她正美滋滋地想著,突然看到前面有一小片沒有被積雪覆蓋的草甸。
她眼睛一亮,撒開四條腿就沖了過去。
草甸上有幾叢枯草,在風中微微搖晃。
蘇嬌嬌壓低身體,然後猛地撲向其中一叢。
枯草被她撲得四散飛濺,有幾根沾在她臉上。
她得意地回過頭,看向身後的重樓。
「嗷嗚~」
來追我呀!
重樓看著她那張沾著枯草的小花臉,沉默了三秒。
然後,他邁開步子,不緊不慢地走了過去。
蘇嬌嬌見他不追,又跑遠了一點,回頭繼續叫。
「嗷嗚~」
快追快追!
蘇嬌嬌急了,直接跑回來,用腦袋頂了頂他的腿,然後再次跑開。
這次,重樓動了,蘇嬌嬌還沒反應過來,就被一條粗壯的尾巴掃了個跟頭。
她四仰八叉地躺在地上,還沒反應過來,一張大臉就湊到了她面前。
「咕噥。
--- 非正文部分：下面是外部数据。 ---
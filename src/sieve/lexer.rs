/// SIEVE script tokenizer (RFC 5228).
use std::fmt;

use crate::sieve::error::ParseError;

#[derive(Debug, Clone, PartialEq)]
pub enum Token {
    /// A `:tag` like `:is`, `:contains`, `:over`, `:domain`, etc.
    Tag(String),
    /// An unquoted identifier like `if`, `header`, `allof`, `fileinto`, etc.
    Identifier(String),
    /// A double-quoted string, escapes resolved.
    QuotedString(String),
    /// A multi-line string `text:\r\n...\r\n.\r\n`, dot-stuffing removed.
    MultiLineString(String),
    /// A numeric value, possibly with K/M/G suffix.
    Number(String),
    /// A `# ...` single-line comment.
    Comment,
    /// A `/* ... */` block comment.
    BlockComment,
    /// `;`
    Semicolon,
    /// `,`
    Comma,
    /// `(`
    LParen,
    /// `)`
    RParen,
    /// `{`
    LBrace,
    /// `}`
    RBrace,
    /// `[`
    LBracket,
    /// `]`
    RBracket,
}

impl fmt::Display for Token {
    fn fmt(&self, f: &mut fmt::Formatter<'_>) -> fmt::Result {
        match self {
            Self::Tag(t) => write!(f, "tag '{t}'"),
            Self::Identifier(s) => write!(f, "identifier '{s}'"),
            Self::QuotedString(_) | Self::MultiLineString(_) => f.write_str("string"),
            Self::Number(n) => write!(f, "number {n}"),
            Self::Comment | Self::BlockComment => f.write_str("comment"),
            Self::Semicolon => f.write_str("';'"),
            Self::Comma => f.write_str("','"),
            Self::LParen => f.write_str("'('"),
            Self::RParen => f.write_str("')'"),
            Self::LBrace => f.write_str("'{'"),
            Self::RBrace => f.write_str("'}'"),
            Self::LBracket => f.write_str("'['"),
            Self::RBracket => f.write_str("']'"),
        }
    }
}

#[derive(Debug, Clone)]
pub struct Span {
    pub token: Token,
    pub offset: usize,
}

pub fn tokenize(input: &str) -> Result<Vec<Span>, ParseError> {
    let mut tokens = Vec::new();
    let bytes = input.as_bytes();
    let mut i = 0;

    while i < bytes.len() {
        if bytes[i].is_ascii_whitespace() {
            i += 1;
            continue;
        }

        let start = i;

        let punct = match bytes[i] {
            b';' => Some(Token::Semicolon),
            b',' => Some(Token::Comma),
            b'(' => Some(Token::LParen),
            b')' => Some(Token::RParen),
            b'{' => Some(Token::LBrace),
            b'}' => Some(Token::RBrace),
            b'[' => Some(Token::LBracket),
            b']' => Some(Token::RBracket),
            _ => None,
        };
        if let Some(token) = punct {
            tokens.push(Span { token, offset: start });
            i += 1;
            continue;
        }

        match bytes[i] {
            // Single-line comment: # ...
            b'#' => {
                i += 1;
                while i < bytes.len() && bytes[i] != b'\n' {
                    i += 1;
                }
                tokens.push(Span {
                    token: Token::Comment,
                    offset: start,
                });
            }

            // Block comment: /* ... */
            b'/' if i + 1 < bytes.len() && bytes[i + 1] == b'*' => {
                i += 2;
                loop {
                    if i + 1 >= bytes.len() {
                        return Err(ParseError::Unterminated {
                            what: "block comment",
                            offset: start,
                        });
                    }
                    if bytes[i] == b'*' && bytes[i + 1] == b'/' {
                        break;
                    }
                    i += 1;
                }
                i += 2;
                tokens.push(Span {
                    token: Token::BlockComment,
                    offset: start,
                });
            }

            // Quoted string. Walk chars, not bytes, so UTF-8 survives.
            b'"' => {
                let mut s = String::new();
                let mut chars = input[start + 1..].char_indices();
                loop {
                    match chars.next() {
                        Some((_, '\\')) => match chars.next() {
                            Some((_, escaped)) => s.push(escaped),
                            None => break,
                        },
                        Some((off, '"')) => {
                            i = start + 1 + off + 1;
                            tokens.push(Span {
                                token: Token::QuotedString(s),
                                offset: start,
                            });
                            break;
                        }
                        Some((_, c)) => s.push(c),
                        None => break,
                    }
                }
                if i == start {
                    return Err(ParseError::Unterminated {
                        what: "string",
                        offset: start,
                    });
                }
            }

            // Multi-line string: text:
            b't' | b'T'
                if i + 4 < bytes.len() && bytes[i..i + 5].eq_ignore_ascii_case(b"text:") =>
            {
                i += 5;
                while i < bytes.len() && bytes[i] != b'\n' {
                    i += 1;
                }
                if i < bytes.len() {
                    i += 1;
                }
                let body_start = i;
                loop {
                    if i >= bytes.len() {
                        return Err(ParseError::Unterminated {
                            what: "multi-line string",
                            offset: start,
                        });
                    }
                    // A line holding only "." ends the string.
                    if bytes[i] == b'.' {
                        let next = i + 1;
                        if next >= bytes.len()
                            || bytes[next] == b'\n'
                            || (bytes[next] == b'\r'
                                && next + 1 < bytes.len()
                                && bytes[next + 1] == b'\n')
                        {
                            let body = unstuff_dots(&input[body_start..i]);
                            i += 1;
                            if i < bytes.len() && bytes[i] == b'\r' {
                                i += 1;
                            }
                            if i < bytes.len() && bytes[i] == b'\n' {
                                i += 1;
                            }
                            tokens.push(Span {
                                token: Token::MultiLineString(body),
                                offset: start,
                            });
                            break;
                        }
                    }
                    while i < bytes.len() && bytes[i] != b'\n' {
                        i += 1;
                    }
                    if i < bytes.len() {
                        i += 1;
                    }
                }
            }

            // Tag: :identifier
            b':' => {
                i += 1;
                while i < bytes.len() && (bytes[i].is_ascii_alphanumeric() || bytes[i] == b'_') {
                    i += 1;
                }
                let tag = input[start..i].to_lowercase();
                tokens.push(Span {
                    token: Token::Tag(tag),
                    offset: start,
                });
            }

            // Number
            b'0'..=b'9' => {
                while i < bytes.len() && bytes[i].is_ascii_digit() {
                    i += 1;
                }
                if i < bytes.len() && matches!(bytes[i], b'K' | b'k' | b'M' | b'm' | b'G' | b'g')
                {
                    i += 1;
                }
                tokens.push(Span {
                    token: Token::Number(input[start..i].to_string()),
                    offset: start,
                });
            }

            // Identifier
            _ if bytes[i].is_ascii_alphabetic() || bytes[i] == b'_' => {
                while i < bytes.len() && (bytes[i].is_ascii_alphanumeric() || bytes[i] == b'_') {
                    i += 1;
                }
                tokens.push(Span {
                    token: Token::Identifier(input[start..i].to_string()),
                    offset: start,
                });
            }

            _ => {
                let ch = input[start..].chars().next().unwrap_or('\u{fffd}');
                return Err(ParseError::UnexpectedChar { ch, offset: start });
            }
        }
    }

    Ok(tokens)
}

/// Undo RFC 5228 dot-stuffing: a line starting with ".." loses one dot.
fn unstuff_dots(body: &str) -> String {
    body.split_inclusive('\n')
        .map(|line| line.strip_prefix("..").map_or(line, |_| &line[1..]))
        .collect()
}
」
那聲音像是在說:就這?
蘇嬌嬌氣得從地上蹦起來,撲向重樓。
但她的爪子剛碰到他的皮毛,就被他輕輕一撥,再次翻倒在地上。
蘇嬌嬌不甘心,爬起來再撲。
又被撥倒。
再撲。
再倒。
幾次之後,蘇嬌嬌徹底放棄了。
她仰面躺在草甸上,四隻爪子攤開,大口大口地喘氣。
「嗚……」
不玩了,累死了。
重樓用寬大的腦門頂住她的屁股,把她推得在草甸上翻了個身。
蘇嬌嬌趴在枯草叢裡,發出「嗷嗚嗷嗚」的叫聲,也不知是求饒還是撒嬌。
重樓低下頭,用舌頭把她臉上的枯草一一舔掉。
然後,他也在她身邊趴了下來。
蘇嬌嬌側過頭,看著重樓那張近在咫尺的側臉。
夕陽的餘暉灑在他身上,給他白色的皮毛鍍上一層金邊。
他的眼睛半眯著,看起來懶洋洋的,但耳朵卻一直豎著,聽著周圍的動靜。
即使在休息的時候,他也從來沒有真正放鬆過警惕。
……
回到洞穴時,天已經快黑了。
蘇嬌嬌徑直走向那堆乾草,把自己摔了進去。
今天太累了。
捕獵,放哨,下山,還有那場沒贏過的追逐戰。
她感覺自己能睡到明天中午。
太遠了。
離那個天然大暖爐太遠了。
她爬起來,挪了挪位置。
還是遠。
再挪。
等她反應過來的時候,整隻豹已經鑽進了重樓懷裡。
她的後背貼著他溫熱的腹部,腦袋埋在他胸口的厚毛里,四隻爪子縮在他肚皮底下。
暖意從四面八方湧來。
蘇嬌嬌舒服得發出一聲滿足的嘆息。
她正準備閉上眼睛睡覺,突然感覺有什麼東西搭在了自己背上。
不是以前那種象徵性的搭,而是真正的、把她護在懷裡的姿勢。
蘇嬌嬌抬起頭,對上那雙近在咫尺的金色眼睛。
重樓低下頭,用下巴輕輕蹭了蹭她的腦門。
然後,他閉上眼,呼吸漸漸平穩下來。
蘇嬌嬌愣愣地看著他。
良久,她才慢慢把腦袋放回乾草上,把臉埋進他的毛里。
在這個殘酷的雪山上,有這樣一隻大雪豹護著她,她什麼都不用怕。